Accessibilité et inclusion

30 octobre 2020

Participer à une communuaté de croyants et à ses célébrations, un droit pour tous. Nous parlons de noter acceptation à être Eglise, assemblée convoquée dans l’écoute, et non club de gens qui se ressemblent. Les soucis d’escaliers, d’acoustique et d’installations sanitaires sont des problèmes de moyens, pas d’objectifs.

À n’en pas douter, si l’on faisait ensemble une sorte de liste à la Prévert de ceux que l’Évangile, la Bonne nouvelle du Christ mort et ressuscité appelle, convoque, remet debout, nous dirions ensemble, à haute et intelligible voix, que l’Évangile convoque : des gens aussi ordinaires que l’étaient les douze disciples, des hommes et des femmes qui ont l’air tellement différents (Samaritains, officiers romains, villageois) et pourtant si semblables par le souci qu’ils portent à un enfant malade, handicapé, faisant des crises, comme mort, muré en lui…

L’Évangile convoque les enfants (« petits d’entre les petits » à l’époque de Jésus), des hommes et des femmes de toutes destinées, du vieux docteur de la loi philosophe à celles qui échappent de justesse à la lapidation.

Vivre ses convictions, une vraie difficulté

Nous en conviendrions alors ensemble : l’Évangile convoque chacun ! Une conviction forte.

Les réformateurs l’ont traduite ainsi : l’Église, c’est l’assemblée convoquée par Dieu et rassemblée dans l’écoute de cette Bonne Nouvelle qui met debout, qui invite à vivre en cohérence avec cette confiance reçue de Dieu. À n’en pas douter, tels sont nos souvenirs de catéchisme, nos convictions profondes. Mais quand il faut traduire ces convictions en façon de vivre l’Église, c’est vraiment beaucoup plus difficile. Vraiment.

Est-ce de la responsabilité des personnes présentes dans les activités de l’Église locale, ces personnes qui ont répondu « Présent ! » à l’appel de Dieu ?

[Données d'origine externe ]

//! Structural diff between entry bodies.

use serde::{Deserialize, Serialize};
use serde_json::{Map, Value};
use std::collections::BTreeSet;
use std::fmt;

/// One difference between two bodies, located by a dot-separated field
/// path (e.g. `address.city`).
#[derive(Debug, Clone, PartialEq, Serialize, Deserialize)]
#[serde(tag = "type")]
pub enum DiffEntry {
    /// The field exists only in the newer body.
    #[serde(rename = "ADDED")]
    Added {
        /// Dotted path to the field.
        field: String,
        /// The value in the newer body.
        after: Value,
    },
    /// The field exists only in the older body.
    #[serde(rename = "REMOVED")]
    Removed {
        /// Dotted path to the field.
        field: String,
        /// The value in the older body.
        before: Value,
    },
    /// The field exists in both bodies with different values.
    #[serde(rename = "CHANGE")]
    Changed {
        /// Dotted path to the field.
        field: String,
        /// The value in the older body.
        before: Value,
        /// The value in the newer body.
        after: Value,
    },
}

impl DiffEntry {
    /// Returns the dotted field path this entry refers to.
    #[must_use]
    pub fn field(&self) -> &str {
        match self {
            Self::Added { field, .. } | Self::Removed { field, .. } | Self::Changed { field, .. } => {
                field
            }
        }
    }
}

impl fmt::Display for DiffEntry {
    fn fmt(&self, f: &mut fmt::Formatter<'_>) -> fmt::Result {
        match self {
            Self::Added { field, .. } => write!(f, "+{field}"),
            Self::Removed { field, .. } => write!(f, "-{field}"),
            Self::Changed { field, .. } => write!(f, "~{field}"),
        }
    }
}

/// Computes the structural diff between two bodies.
///
/// Bodies are treated as trees of maps, lists, and scalars. At each map
/// level the union of keys is walked:
/// - key only in `after` emits [`DiffEntry::Added`]
/// - key only in `before` emits [`DiffEntry::Removed`]
/// - both values maps: recurse, prefixing child paths with the key
/// - values differ otherwise (lists and scalars compared as opaque
///   values): emits [`DiffEntry::Changed`]
/// - values equal: nothing
///
/// Entries are emitted in sorted key order at each level, which is the
/// iteration order of `serde_json` objects. For flat bodies this
/// degenerates to one `Changed` entry per differing top-level field.
///
/// Non-map roots compare as opaque values under the empty field path.
#[must_use]
pub fn diff(before: &Value, after: &Value) -> Vec<DiffEntry> {
    let mut entries = Vec::new();
    match (before, after) {
        (Value::Object(b), Value::Object(a)) => diff_maps(b, a, "", &mut entries),
        _ if before == after => {}
        _ => entries.push(DiffEntry::Changed {
            field: String::new(),
            before: before.clone(),
            after: after.clone(),
        }),
    }
    entries
}

fn diff_maps(before: &Map<String, Value>, after: &Map<String, Value>, prefix: &str, out: &mut Vec<DiffEntry>) {
    let keys: BTreeSet<&String> = before.keys().chain(after.keys()).collect();
    for key in keys {
        let path = if prefix.is_empty() {
            key.clone()
        } else {
            format!("{prefix}.{key}")
        };
        match (before.get(key), after.get(key)) {
            (None, Some(a)) => out.push(DiffEntry::Added {
                field: path,
                after: a.clone(),
            }),
            (Some(b), None) => out.push(DiffEntry::Removed {
                field: path,
                before: b.clone(),
            }),
            (Some(Value::Object(b)), Some(Value::Object(a))) => diff_maps(b, a, &path, out),
            (Some(b), Some(a)) if b != a => out.push(DiffEntry::Changed {
                field: path,
                before: b.clone(),
                after: a.clone(),
            }),
            _ => {}
        }
    }
}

Parmi ces fidèles au culte, dans les groupes de partage biblique, à la chorale, au catéchisme et à l’école biblique, dans l’équipe d’accueil, dans celle du journal, dans le groupe de bricolage, dans celui qui prépare les fêtes, n’y a-t-il aucune personne en situation de handicap ? C’est peut-être qu’il n’y a aucune personne en situation de handicap dans le territoire. Aucune personne en situation de handicap ou aucun proche de personne handicapée convoquée par Dieu sur tout un territoire ?

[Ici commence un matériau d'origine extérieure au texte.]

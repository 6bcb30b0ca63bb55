//! Append-only entry version ledger.

use crate::entry::EntryId;
use crate::error::{CoreError, CoreResult};
use crate::version::EntryVersion;
use std::sync::Arc;
use verdb_storage::{LedgerBackend, RowKey, StorageError};

/// Filter for ledger scans.
///
/// All fields combine with AND. Matching rows come back in timestamp
/// order, ascending, with `offset`/`limit` applied after filtering.
#[derive(Debug, Clone, Default)]
pub struct ScanFilter {
    /// Restrict to one entity.
    pub entity_id: Option<EntryId>,
    /// Restrict to rows written by this editor.
    pub editor: Option<String>,
    /// Inclusive lower timestamp bound.
    pub from_timestamp: Option<f64>,
    /// Inclusive upper timestamp bound.
    pub to_timestamp: Option<f64>,
    /// Inclusive lower version bound.
    pub from_version: Option<u64>,
    /// Inclusive upper version bound.
    pub to_version: Option<u64>,
    /// Rows to skip after filtering.
    pub offset: usize,
    /// Maximum rows to yield, `None` for all.
    pub limit: Option<usize>,
}

impl ScanFilter {
    /// Creates an empty filter matching every row.
    #[must_use]
    pub fn new() -> Self {
        Self::default()
    }

    /// Restricts the scan to one entity.
    #[must_use]
    pub fn entity(mut self, entity_id: EntryId) -> Self {
        self.entity_id = Some(entity_id);
        self
    }

    /// Restricts the scan to one editor.
    #[must_use]
    pub fn editor(mut self, editor: impl Into<String>) -> Self {
        self.editor = Some(editor.into());
        self
    }

    /// Bounds the timestamp range (inclusive on both ends).
    #[must_use]
    pub fn timestamps(mut self, from: Option<f64>, to: Option<f64>) -> Self {
        self.from_timestamp = from;
        self.to_timestamp = to;
        self
    }

    /// Bounds the version range (inclusive on both ends).
    #[must_use]
    pub fn versions(mut self, from: Option<u64>, to: Option<u64>) -> Self {
        self.from_version = from;
        self.to_version = to;
        self
    }

    /// Applies offset/limit pagination.
    #[must_use]
    pub fn paginate(mut self, offset: usize, limit: Option<usize>) -> Self {
        self.offset = offset;
        self.limit = limit;
        self
    }

    fn matches(&self, row: &EntryVersion) -> bool {
        if let Some(entity_id) = self.entity_id {
            if row.entity_id != entity_id {
                return false;
            }
        }
        if let Some(editor) = &self.editor {
            if &row.editor != editor {
                return false;
            }
        }
        if let Some(from) = self.from_timestamp {
            if row.timestamp < from {
                return false;
            }
        }
        if let Some(to) = self.to_timestamp {
            if row.timestamp > to {
                return false;
            }
        }
        if let Some(from) = self.from_version {
            if row.version < from {
                return false;
            }
        }
        if let Some(to) = self.to_version {
            if row.version > to {
                return false;
            }
        }
        true
    }
}

/// The append-only ledger of entry versions.
///
/// One immutable row per `(entity, version)`, stored in one partition per
/// resource. Appends either claim the next version slot atomically or
/// fail; nothing is ever updated in place. Per-entity serialization comes
/// entirely from this atomic-append contract - different entities never
/// block each other.
pub struct Ledger {
    backend: Arc<dyn LedgerBackend>,
}

impl Ledger {
    /// Creates a ledger over a backend.
    pub fn new(backend: Arc<dyn LedgerBackend>) -> Self {
        Self { backend }
    }

    /// Appends a row, enforcing the gapless-version invariant.
    ///
    /// The append is the commit point: once this returns `Ok`, the row is
    /// durable and will never be rolled back.
    ///
    /// # Errors
    ///
    /// - `CoreError::SequenceGap` if `row.version` is beyond the current
    ///   head's version plus one, or zero. This is a programming invariant
    ///   violation, never expected in correct operation.
    /// - `CoreError::VersionConflict` if the slot is already occupied: two
    ///   writers raced for the same next version and this one lost.
    pub fn append(&self, partition: &str, row: &EntryVersion) -> CoreResult<()> {
        let head = self
            .backend
            .last_version(partition, row.entity_id.as_bytes())?;
        let expected = head.map_or(1, |v| v + 1);
        if row.version > expected || row.version == 0 {
            return Err(CoreError::SequenceGap {
                entity_id: row.entity_id,
                expected,
                actual: row.version,
            });
        }

        let bytes = row.to_row_bytes()?;
        let key = RowKey::new(*row.entity_id.as_bytes(), row.version);
        match self.backend.insert(partition, key, bytes) {
            Ok(()) => Ok(()),
            Err(StorageError::SlotOccupied { .. }) => Err(CoreError::VersionConflict {
                entity_id: row.entity_id,
                version: row.version,
            }),
            Err(e) => Err(e.into()),
        }
    }

    /// Returns the latest row for an entity, or `None` if it has no rows.
    pub fn head(&self, partition: &str, entity_id: &EntryId) -> CoreResult<Option<EntryVersion>> {
        match self.backend.last_version(partition, entity_id.as_bytes())? {
            Some(version) => self.at_version(partition, entity_id, version),
            None => Ok(None),
        }
    }

    /// Returns the row at an exact version, or `None` if absent.
    pub fn at_version(
        &self,
        partition: &str,
        entity_id: &EntryId,
        version: u64,
    ) -> CoreResult<Option<EntryVersion>> {
        let key = RowKey::new(*entity_id.as_bytes(), version);
        match self.backend.get(partition, &key)? {
            Some(bytes) => Ok(Some(EntryVersion::from_row_bytes(&bytes)?)),
            None => Ok(None),
        }
    }

    /// Returns the latest row with `timestamp <= at`, or `None`.
    pub fn at_or_before(
        &self,
        partition: &str,
        entity_id: &EntryId,
        at: f64,
    ) -> CoreResult<Option<EntryVersion>> {
        let rows = self.entity_rows(partition, entity_id)?;
        Ok(rows.into_iter().rev().find(|row| row.timestamp <= at))
    }

    /// Returns the earliest row with `timestamp >= at`, or `None`.
    pub fn at_or_after(
        &self,
        partition: &str,
        entity_id: &EntryId,
        at: f64,
    ) -> CoreResult<Option<EntryVersion>> {
        let rows = self.entity_rows(partition, entity_id)?;
        Ok(rows.into_iter().find(|row| row.timestamp >= at))
    }

    /// Scans a partition with a filter, in ascending timestamp order.
    ///
    /// The returned iterator is lazy, finite, and restartable: re-issuing
    /// the same filter re-scans from the start, there is no cursor state.
    /// Each item is a decoded row or a codec error for a corrupt row.
    pub fn scan<'a>(
        &self,
        partition: &str,
        filter: &'a ScanFilter,
    ) -> CoreResult<impl Iterator<Item = CoreResult<EntryVersion>> + 'a> {
        // Partition insertion order is timestamp order, since appended
        // timestamps strictly increase.
        let raw = if let Some(entity_id) = filter.entity_id {
            self.backend.scan_entity(partition, entity_id.as_bytes())?
        } else {
            self.backend.scan_partition(partition)?
        };

        let limit = filter.limit.unwrap_or(usize::MAX);
        Ok(raw
            .into_iter()
            .map(|(_, bytes)| EntryVersion::from_row_bytes(&bytes))
            .filter(move |row| row.as_ref().map_or(true, |r| filter.matches(r)))
            .skip(filter.offset)
            .take(limit))
    }

    /// Counts rows matching a filter, ignoring its pagination.
    pub fn count(&self, partition: &str, filter: &ScanFilter) -> CoreResult<usize> {
        let unpaged = filter.clone().paginate(0, None);
        let mut total = 0;
        for row in self.scan(partition, &unpaged)? {
            row?;
            total += 1;
        }
        Ok(total)
    }

    fn entity_rows(&self, partition: &str, entity_id: &EntryId) -> CoreResult<Vec<EntryVersion>> {
        self.backend
            .scan_entity(partition, entity_id.as_bytes())?
            .into_iter()
            .map(|(_, bytes)| EntryVersion::from_row_bytes(&bytes))
            .collect()
    }
}

impl std::fmt::Debug for Ledger {
    fn fmt(&self, f: &mut std::fmt::Formatter<'_>) -> std::fmt::Result {
        f.debug_struct("Ledger").finish_non_exhaustive()
    }
}

#[cfg(test)]
mod tests {
    use super::*;
    use crate::version::Operation;
    use serde_json::json;
    use verdb_storage::MemoryBackend;

    fn ledger() -> Ledger {
        Ledger::new(Arc::new(MemoryBackend::new()))
    }

    fn row(entity_id: EntryId, version: u64, timestamp: f64) -> EntryVersion {
        EntryVersion {
            entity_id,
            version,
            timestamp,
            editor: "alice".to_string(),
            message: String::new(),
            body: json!({"v": version}),
            operation: if version == 1 {
                Operation::Added
            } else {
                Operation::Updated
            },
        }
    }

    #[test]
    fn append_and_head() {
        let ledger = ledger();
        let id = EntryId::new();

        ledger.append("p", &row(id, 1, 10.0)).unwrap();
        ledger.append("p", &row(id, 2, 11.0)).unwrap();

        let head = ledger.head("p", &id).unwrap().unwrap();
        assert_eq!(head.version, 2);
    }

    #[test]
    fn head_of_unknown_entity_is_none() {
        let ledger = ledger();
        assert!(ledger.head("p", &EntryId::new()).unwrap().is_none());
    }

    #[test]
    fn append_occupied_slot_is_version_conflict() {
        let ledger = ledger();
        let id = EntryId::new();
        ledger.append("p", &row(id, 1, 10.0)).unwrap();

        let result = ledger.append("p", &row(id, 1, 11.0));
        assert!(matches!(result, Err(CoreError::VersionConflict { .. })));
    }

    #[test]
    fn append_beyond_next_is_sequence_gap() {
        let ledger = ledger();
        let id = EntryId::new();
        ledger.append("p", &row(id, 1, 10.0)).unwrap();

        let result = ledger.append("p", &row(id, 3, 11.0));
        assert!(matches!(
            result,
            Err(CoreError::SequenceGap {
                expected: 2,
                actual: 3,
                ..
            })
        ));
    }

    #[test]
    fn append_version_zero_is_sequence_gap() {
        let ledger = ledger();
        let result = ledger.append("p", &row(EntryId::new(), 0, 10.0));
        assert!(matches!(result, Err(CoreError::SequenceGap { .. })));
    }

    #[test]
    fn at_version_exact_lookup() {
        let ledger = ledger();
        let id = EntryId::new();
        ledger.append("p", &row(id, 1, 10.0)).unwrap();
        ledger.append("p", &row(id, 2, 11.0)).unwrap();

        assert_eq!(ledger.at_version("p", &id, 1).unwrap().unwrap().version, 1);
        assert!(ledger.at_version("p", &id, 3).unwrap().is_none());
    }

    #[test]
    fn at_or_before_picks_nearest_earlier_row() {
        let ledger = ledger();
        let id = EntryId::new();
        for v in 1..=5u64 {
            ledger.append("p", &row(id, v, v as f64)).unwrap();
        }

        let found = ledger.at_or_before("p", &id, 3.5).unwrap().unwrap();
        assert_eq!(found.version, 3);

        // Exact timestamp hit is inclusive.
        let exact = ledger.at_or_before("p", &id, 4.0).unwrap().unwrap();
        assert_eq!(exact.version, 4);

        assert!(ledger.at_or_before("p", &id, 0.5).unwrap().is_none());
    }

    #[test]
    fn at_or_after_picks_nearest_later_row() {
        let ledger = ledger();
        let id = EntryId::new();
        for v in 1..=5u64 {
            ledger.append("p", &row(id, v, v as f64)).unwrap();
        }

        let found = ledger.at_or_after("p", &id, 2.5).unwrap().unwrap();
        assert_eq!(found.version, 3);

        assert!(ledger.at_or_after("p", &id, 5.5).unwrap().is_none());
    }

    #[test]
    fn scan_filters_by_editor() {
        let ledger = ledger();
        let id = EntryId::new();
        let mut r1 = row(id, 1, 1.0);
        r1.editor = "alice".to_string();
        let mut r2 = row(id, 2, 2.0);
        r2.editor = "bob".to_string();
        ledger.append("p", &r1).unwrap();
        ledger.append("p", &r2).unwrap();

        let filter = ScanFilter::new().editor("bob");
        let rows: Vec<EntryVersion> = ledger
            .scan("p", &filter)
            .unwrap()
            .collect::<CoreResult<_>>()
            .unwrap();
        assert_eq!(rows.len(), 1);
        assert_eq!(rows[0].editor, "bob");
    }

    #[test]
    fn scan_orders_by_timestamp_across_entities() {
        let ledger = ledger();
        let a = EntryId::new();
        let b = EntryId::new();
        ledger.append("p", &row(a, 1, 1.0)).unwrap();
        ledger.append("p", &row(b, 1, 2.0)).unwrap();
        ledger.append("p", &row(a, 2, 3.0)).unwrap();

        let filter = ScanFilter::new();
        let stamps: Vec<f64> = ledger
            .scan("p", &filter)
            .unwrap()
            .map(|r| r.unwrap().timestamp)
            .collect();
        assert_eq!(stamps, vec![1.0, 2.0, 3.0]);
    }

    #[test]
    fn scan_pagination() {
        let ledger = ledger();
        let id = EntryId::new();
        for v in 1..=5u64 {
            ledger.append("p", &row(id, v, v as f64)).unwrap();
        }

        let filter = ScanFilter::new().paginate(1, Some(2));
        let versions: Vec<u64> = ledger
            .scan("p", &filter)
            .unwrap()
            .map(|r| r.unwrap().version)
            .collect();
        assert_eq!(versions, vec![2, 3]);
    }

    #[test]
    fn scan_is_restartable() {
        let ledger = ledger();
        let id = EntryId::new();
        for v in 1..=3u64 {
            ledger.append("p", &row(id, v, v as f64)).unwrap();
        }

        let filter = ScanFilter::new().entity(id);
        let first: Vec<u64> = ledger
            .scan("p", &filter)
            .unwrap()
            .map(|r| r.unwrap().version)
            .collect();
        let second: Vec<u64> = ledger
            .scan("p", &filter)
            .unwrap()
            .map(|r| r.unwrap().version)
            .collect();
        assert_eq!(first, second);
    }

    #[test]
    fn count_ignores_pagination() {
        let ledger = ledger();
        let id = EntryId::new();
        for v in 1..=5u64 {
            ledger.append("p", &row(id, v, v as f64)).unwrap();
        }

        let filter = ScanFilter::new().paginate(0, Some(2));
        assert_eq!(ledger.count("p", &filter).unwrap(), 5);
    }

    #[test]
    fn partitions_do_not_leak_into_each_other() {
        let ledger = ledger();
        let id = EntryId::new();
        ledger.append("cities", &row(id, 1, 1.0)).unwrap();

        assert!(ledger.head("people", &id).unwrap().is_none());
        assert_eq!(ledger.count("people", &ScanFilter::new()).unwrap(), 0);
    }
}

Devenir une communauté attentive aux personnes handicapées

Retournons notre raisonnement. Changeons notre regard. Mettons notre énergie collective non à chercher un coupable mais, doucement ou d’un coup, à faire bouger notre façon de vivre l’Église localement pour que les personnes en situation de handicap et/ou leurs proches osent entrer. Comme le dit Johan Smit dans le livre Église et handicap mental, manuel d’aide à l’inclusion1, la présence dans nos paroisses de personnes handicapées « constitue une chance unique de nous interroger sur des évidences tout en donnant une nouvelle forme et un nouveau contenu aux activités de l’Église locale. Ces personnes deviennent une bénédiction pour toute la communauté ».

1 Église et Handicap mental, manuel d’aide à l’inclusion, Johan Smit, Isabelle Bousquet, coédition FEP-Olivetan, 2019.